J’avais huit ans lorsque j’ai commencé une formation informelle en théâtre qui a duré sept ans. Mes parents m’avaient contraint à participer à un camp de théâtre, plutôt qu’à un camp d’arts plastiques. Peut-être avaient-ils déjà pressenti que mon potentiel se trouvait ailleurs (ou peut-être savaient-ils simplement que je n’avais aucun talent en peinture). Ces sept années jetèrent les assises de tout ce que je connais et respecte aujourd’hui en théâtre. Peu à peu, cette forme d’art est devenue une partie intrinsèque de mon identité. Je commençai dès l’âge de 15 ans à produire et à mettre en scène mes propres spectacles, si modestes fussent-ils. Mais en Inde, où je vivais, le théâtre n’était pas vraiment une option de carrière viable – il ne s’agit pas là de mon propre constat, mais bien d’une vérité établie. À 18 ans, j’ai donc mis le le cap sur cette magnifique île rocheuse qu’est Terre-Neuve et, en moins d’un an, le théâtre est devenu l’unique discipline à laquelle je voulais me consacrer. En Inde, je m’étais développé au contact de plusieurs créateurs de théâtre exceptionnels, et j’ai eu cette même chance dès mon arrivée à Terre-Neuve. L’amour formidablement puissant que j’éprouvais déjà alors pour le théâtre, a continué d’être nourri à travers les nombreux mentors rencontrés ici. Grâce aux brillants artistes de cette île, ma façon d’aborder mon art et, par ricochet, de le déployer n’a cessé de s’élargir.
Le Canada apprend encore à ouvrir ses frontières, non seulement physiquement, mais aussi sur le plan idéologique. Lorsque quelqu’un comme moi est invité sur le plancher de danse, la célébration d’un théâtre nouvel âge devient essentiellement un lieu où les structures et les définitions se contredisent et se complètent.
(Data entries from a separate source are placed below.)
//! Privileged Architecture Definitions.
//!
//! Defines the trap cause codes of the RISC-V Privileged Specification.
//!
//! # Modules
//!
//! - `cause`: Exception and interrupt cause codes, plus the internal pseudo-causes.

/// Exception and interrupt cause code definitions.
pub mod cause;
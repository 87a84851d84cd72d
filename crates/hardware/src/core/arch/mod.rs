//! RISC-V architecture-specific components.
//!
//! This module contains the architectural vocabulary of the privileged core.
//! It includes the following modules:
//! 1. **CSRs:** CSR numbers, address decoding, field masks, and register storage.
//! 2. **Counters:** Virtualized cycle and instructions-retired counters.
//! 3. **Fields:** Mask-driven bit-field accessors.
//! 4. **Interrupts:** The pending-interrupt register shared with devices.
//! 5. **Modes:** Privilege mode definitions.

/// Control and Status Register (CSR) definitions and storage.
pub mod csr;

/// Virtualized performance counters.
pub mod counter;

/// Bit-field accessors for CSR values.
pub mod field;

/// Pending-interrupt register shared with devices.
pub mod interrupt;

/// Privilege mode definitions.
pub mod mode;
Je retrace ainsi mon parcours parce qu’il apportera peut-être une nouvelle fraîcheur à la mosaïque du théâtre canadien – ce collage encore inachevé. Ce que je crois comprendre de l’avenir de cette forme d’art continue d’évoluer, comme il se doit. Il y a des choses que je peux affirmer avec une confiance absolue, et d’autres qui suscitent toujours en moi un espoir et un désir inébranlables. Le Canada apprend encore à ouvrir ses frontières, non seulement physiquement, mais aussi sur le plan idéologique. Lorsque l’on invite quelqu’un comme moi est invité sur le plancher de danse, la célébration d’un nouvel âge du théâtre devient nécessairement un lieu où les structures et les définitions se contredisent et se complètent. Je réfléchis aux enseignements que j’apporte dans une salle admirative, et je remercie la seconde voix dans la pièce de livrer ses propres enseignements. La communauté théâtrale, en ouvrant des espaces artistiques à des voix qui souvent sont sous-représentées là d’où elles viennent et là où elles se posent, investit dans un avenir qui dessine les contours d’un changement générationnel majeur.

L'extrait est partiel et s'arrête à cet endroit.